_Given data_.
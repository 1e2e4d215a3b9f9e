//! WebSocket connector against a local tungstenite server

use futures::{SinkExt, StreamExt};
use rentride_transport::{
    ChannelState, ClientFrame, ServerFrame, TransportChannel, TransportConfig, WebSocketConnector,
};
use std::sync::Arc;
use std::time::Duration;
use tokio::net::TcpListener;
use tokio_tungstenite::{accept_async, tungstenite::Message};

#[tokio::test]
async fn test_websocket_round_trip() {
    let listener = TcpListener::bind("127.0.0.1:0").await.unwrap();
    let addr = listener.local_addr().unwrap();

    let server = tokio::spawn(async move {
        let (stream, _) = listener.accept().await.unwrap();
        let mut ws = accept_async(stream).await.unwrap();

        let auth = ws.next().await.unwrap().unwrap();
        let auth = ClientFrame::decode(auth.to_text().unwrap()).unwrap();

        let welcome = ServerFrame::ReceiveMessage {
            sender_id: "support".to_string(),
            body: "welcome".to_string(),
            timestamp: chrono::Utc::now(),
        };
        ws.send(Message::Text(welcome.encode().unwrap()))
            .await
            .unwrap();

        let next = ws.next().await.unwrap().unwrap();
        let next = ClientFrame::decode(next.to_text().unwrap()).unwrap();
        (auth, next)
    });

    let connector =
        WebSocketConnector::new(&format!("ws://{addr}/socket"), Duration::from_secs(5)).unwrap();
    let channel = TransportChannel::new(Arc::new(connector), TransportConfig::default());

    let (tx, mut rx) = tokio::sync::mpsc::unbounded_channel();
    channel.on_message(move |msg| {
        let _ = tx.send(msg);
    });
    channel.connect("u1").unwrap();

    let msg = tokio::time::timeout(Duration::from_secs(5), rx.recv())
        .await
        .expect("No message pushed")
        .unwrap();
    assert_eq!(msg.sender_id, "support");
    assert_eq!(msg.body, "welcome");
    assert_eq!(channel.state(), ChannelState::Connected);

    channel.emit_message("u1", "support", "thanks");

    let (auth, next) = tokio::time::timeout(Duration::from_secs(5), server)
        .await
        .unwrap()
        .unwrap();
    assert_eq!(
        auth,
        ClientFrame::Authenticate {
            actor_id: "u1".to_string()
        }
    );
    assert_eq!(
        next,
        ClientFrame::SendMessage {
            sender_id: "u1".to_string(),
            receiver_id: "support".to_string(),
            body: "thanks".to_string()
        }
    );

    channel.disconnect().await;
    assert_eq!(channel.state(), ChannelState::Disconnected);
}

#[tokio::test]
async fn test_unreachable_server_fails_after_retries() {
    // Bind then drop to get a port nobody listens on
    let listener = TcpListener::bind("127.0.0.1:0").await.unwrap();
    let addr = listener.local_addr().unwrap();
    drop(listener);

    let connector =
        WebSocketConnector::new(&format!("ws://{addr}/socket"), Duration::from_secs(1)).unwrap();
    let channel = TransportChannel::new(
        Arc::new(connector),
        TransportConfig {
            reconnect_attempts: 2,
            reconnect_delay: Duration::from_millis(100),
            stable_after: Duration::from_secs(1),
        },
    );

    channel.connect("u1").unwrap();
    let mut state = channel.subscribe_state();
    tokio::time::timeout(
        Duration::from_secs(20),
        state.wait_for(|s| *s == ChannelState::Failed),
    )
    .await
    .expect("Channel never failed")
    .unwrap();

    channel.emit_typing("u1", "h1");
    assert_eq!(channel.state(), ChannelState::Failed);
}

* * *

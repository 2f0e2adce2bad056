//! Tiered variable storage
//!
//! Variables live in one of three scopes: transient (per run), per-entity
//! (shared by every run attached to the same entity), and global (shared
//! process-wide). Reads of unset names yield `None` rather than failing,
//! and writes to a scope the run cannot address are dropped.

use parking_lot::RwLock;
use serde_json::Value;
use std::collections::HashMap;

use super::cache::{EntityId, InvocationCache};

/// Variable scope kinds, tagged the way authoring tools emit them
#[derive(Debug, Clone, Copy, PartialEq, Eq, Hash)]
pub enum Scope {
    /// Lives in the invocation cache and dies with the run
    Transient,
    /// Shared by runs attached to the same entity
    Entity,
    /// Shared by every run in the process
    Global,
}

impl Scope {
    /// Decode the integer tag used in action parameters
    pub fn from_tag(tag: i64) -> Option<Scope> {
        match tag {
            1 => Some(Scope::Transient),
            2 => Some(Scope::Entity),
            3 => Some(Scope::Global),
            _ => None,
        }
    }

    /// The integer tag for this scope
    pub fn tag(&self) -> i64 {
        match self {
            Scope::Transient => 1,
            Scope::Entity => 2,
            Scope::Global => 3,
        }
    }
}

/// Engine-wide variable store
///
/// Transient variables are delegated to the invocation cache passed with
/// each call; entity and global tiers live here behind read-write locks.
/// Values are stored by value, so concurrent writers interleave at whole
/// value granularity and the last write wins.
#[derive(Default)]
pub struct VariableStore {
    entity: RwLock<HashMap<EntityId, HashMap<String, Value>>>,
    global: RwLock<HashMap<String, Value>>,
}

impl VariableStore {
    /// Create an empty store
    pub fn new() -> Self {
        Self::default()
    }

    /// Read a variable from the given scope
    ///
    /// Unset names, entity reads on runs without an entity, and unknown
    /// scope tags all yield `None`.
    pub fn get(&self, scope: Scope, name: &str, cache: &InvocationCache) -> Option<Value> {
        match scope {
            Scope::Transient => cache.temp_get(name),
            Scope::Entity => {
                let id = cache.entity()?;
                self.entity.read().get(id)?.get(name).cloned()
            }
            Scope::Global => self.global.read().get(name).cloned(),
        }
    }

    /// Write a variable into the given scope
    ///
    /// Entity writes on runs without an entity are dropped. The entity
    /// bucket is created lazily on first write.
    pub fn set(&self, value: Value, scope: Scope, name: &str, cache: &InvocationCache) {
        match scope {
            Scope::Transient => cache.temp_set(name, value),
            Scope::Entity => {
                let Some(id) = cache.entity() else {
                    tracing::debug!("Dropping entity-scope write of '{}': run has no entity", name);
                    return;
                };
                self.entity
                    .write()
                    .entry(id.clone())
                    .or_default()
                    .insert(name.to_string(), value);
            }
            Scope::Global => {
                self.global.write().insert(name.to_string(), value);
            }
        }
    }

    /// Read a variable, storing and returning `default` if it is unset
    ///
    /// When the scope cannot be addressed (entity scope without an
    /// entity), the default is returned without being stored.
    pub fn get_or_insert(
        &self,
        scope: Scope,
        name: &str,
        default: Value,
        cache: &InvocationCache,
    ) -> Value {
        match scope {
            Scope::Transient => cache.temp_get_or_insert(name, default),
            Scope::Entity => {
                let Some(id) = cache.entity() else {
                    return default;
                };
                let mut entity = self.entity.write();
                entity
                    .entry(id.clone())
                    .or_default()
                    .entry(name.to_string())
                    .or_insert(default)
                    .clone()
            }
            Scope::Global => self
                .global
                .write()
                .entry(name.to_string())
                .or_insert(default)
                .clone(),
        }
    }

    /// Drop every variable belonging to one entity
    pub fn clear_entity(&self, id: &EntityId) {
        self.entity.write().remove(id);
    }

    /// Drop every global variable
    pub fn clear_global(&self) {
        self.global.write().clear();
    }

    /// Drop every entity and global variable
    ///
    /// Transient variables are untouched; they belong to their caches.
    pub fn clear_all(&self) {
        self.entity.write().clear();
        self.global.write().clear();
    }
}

---

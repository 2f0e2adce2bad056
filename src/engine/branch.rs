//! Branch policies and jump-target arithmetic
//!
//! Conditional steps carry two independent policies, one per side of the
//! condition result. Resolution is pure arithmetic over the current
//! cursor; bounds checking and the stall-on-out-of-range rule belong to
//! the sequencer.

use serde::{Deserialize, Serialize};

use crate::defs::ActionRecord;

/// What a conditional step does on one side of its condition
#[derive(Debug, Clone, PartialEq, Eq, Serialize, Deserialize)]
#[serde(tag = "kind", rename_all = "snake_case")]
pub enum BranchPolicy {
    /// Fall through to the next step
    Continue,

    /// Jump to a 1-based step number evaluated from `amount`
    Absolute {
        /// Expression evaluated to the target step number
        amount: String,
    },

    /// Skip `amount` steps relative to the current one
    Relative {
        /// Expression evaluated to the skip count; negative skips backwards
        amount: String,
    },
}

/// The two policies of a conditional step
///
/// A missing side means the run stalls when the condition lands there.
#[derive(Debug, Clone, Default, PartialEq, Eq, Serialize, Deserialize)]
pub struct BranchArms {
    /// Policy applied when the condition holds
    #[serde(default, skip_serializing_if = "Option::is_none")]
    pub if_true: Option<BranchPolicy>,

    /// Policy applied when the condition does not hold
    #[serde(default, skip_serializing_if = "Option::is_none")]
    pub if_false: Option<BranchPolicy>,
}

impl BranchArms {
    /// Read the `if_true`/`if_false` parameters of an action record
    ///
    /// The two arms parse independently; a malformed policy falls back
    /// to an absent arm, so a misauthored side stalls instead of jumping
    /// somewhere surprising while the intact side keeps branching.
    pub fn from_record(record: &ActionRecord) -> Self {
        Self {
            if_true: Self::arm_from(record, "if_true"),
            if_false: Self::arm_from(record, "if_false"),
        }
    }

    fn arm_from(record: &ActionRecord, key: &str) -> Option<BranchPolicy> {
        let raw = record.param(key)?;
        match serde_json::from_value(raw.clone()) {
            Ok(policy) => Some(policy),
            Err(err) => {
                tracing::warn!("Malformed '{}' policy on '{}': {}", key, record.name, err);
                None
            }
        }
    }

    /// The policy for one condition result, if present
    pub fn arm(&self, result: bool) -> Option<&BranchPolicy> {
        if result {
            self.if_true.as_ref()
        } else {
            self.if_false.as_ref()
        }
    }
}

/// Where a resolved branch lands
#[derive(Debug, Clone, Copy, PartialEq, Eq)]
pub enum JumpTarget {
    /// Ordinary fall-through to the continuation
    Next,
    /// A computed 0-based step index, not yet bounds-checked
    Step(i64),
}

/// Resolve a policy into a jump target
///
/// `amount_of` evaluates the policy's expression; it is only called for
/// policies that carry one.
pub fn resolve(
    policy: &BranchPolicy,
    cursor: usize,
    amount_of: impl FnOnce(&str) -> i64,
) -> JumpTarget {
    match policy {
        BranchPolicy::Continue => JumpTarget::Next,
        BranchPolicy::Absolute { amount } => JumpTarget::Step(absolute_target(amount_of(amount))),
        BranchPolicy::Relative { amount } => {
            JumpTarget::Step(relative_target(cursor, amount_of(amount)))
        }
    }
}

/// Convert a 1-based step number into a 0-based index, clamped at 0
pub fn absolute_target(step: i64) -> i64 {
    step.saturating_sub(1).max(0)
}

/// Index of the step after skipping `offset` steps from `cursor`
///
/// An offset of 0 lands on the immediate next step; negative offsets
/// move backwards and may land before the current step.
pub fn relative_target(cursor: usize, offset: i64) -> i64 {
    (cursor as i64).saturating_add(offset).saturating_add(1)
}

_Problem_. In the entries above, find the line holding "step.saturating_sub(1).max(0)" and the line holding "pub fn relative_target(cursor: usize, offset: i64)"; print both of them and every line between, exactly, and nothing else.

_Answer to the exercise_.
    step.saturating_sub(1).max(0)
}

/// Index of the step after skipping `offset` steps from `cursor`
///
/// An offset of 0 lands on the immediate next step; negative offsets
/// move backwards and may land before the current step.
pub fn relative_target(cursor: usize, offset: i64) -> i64 {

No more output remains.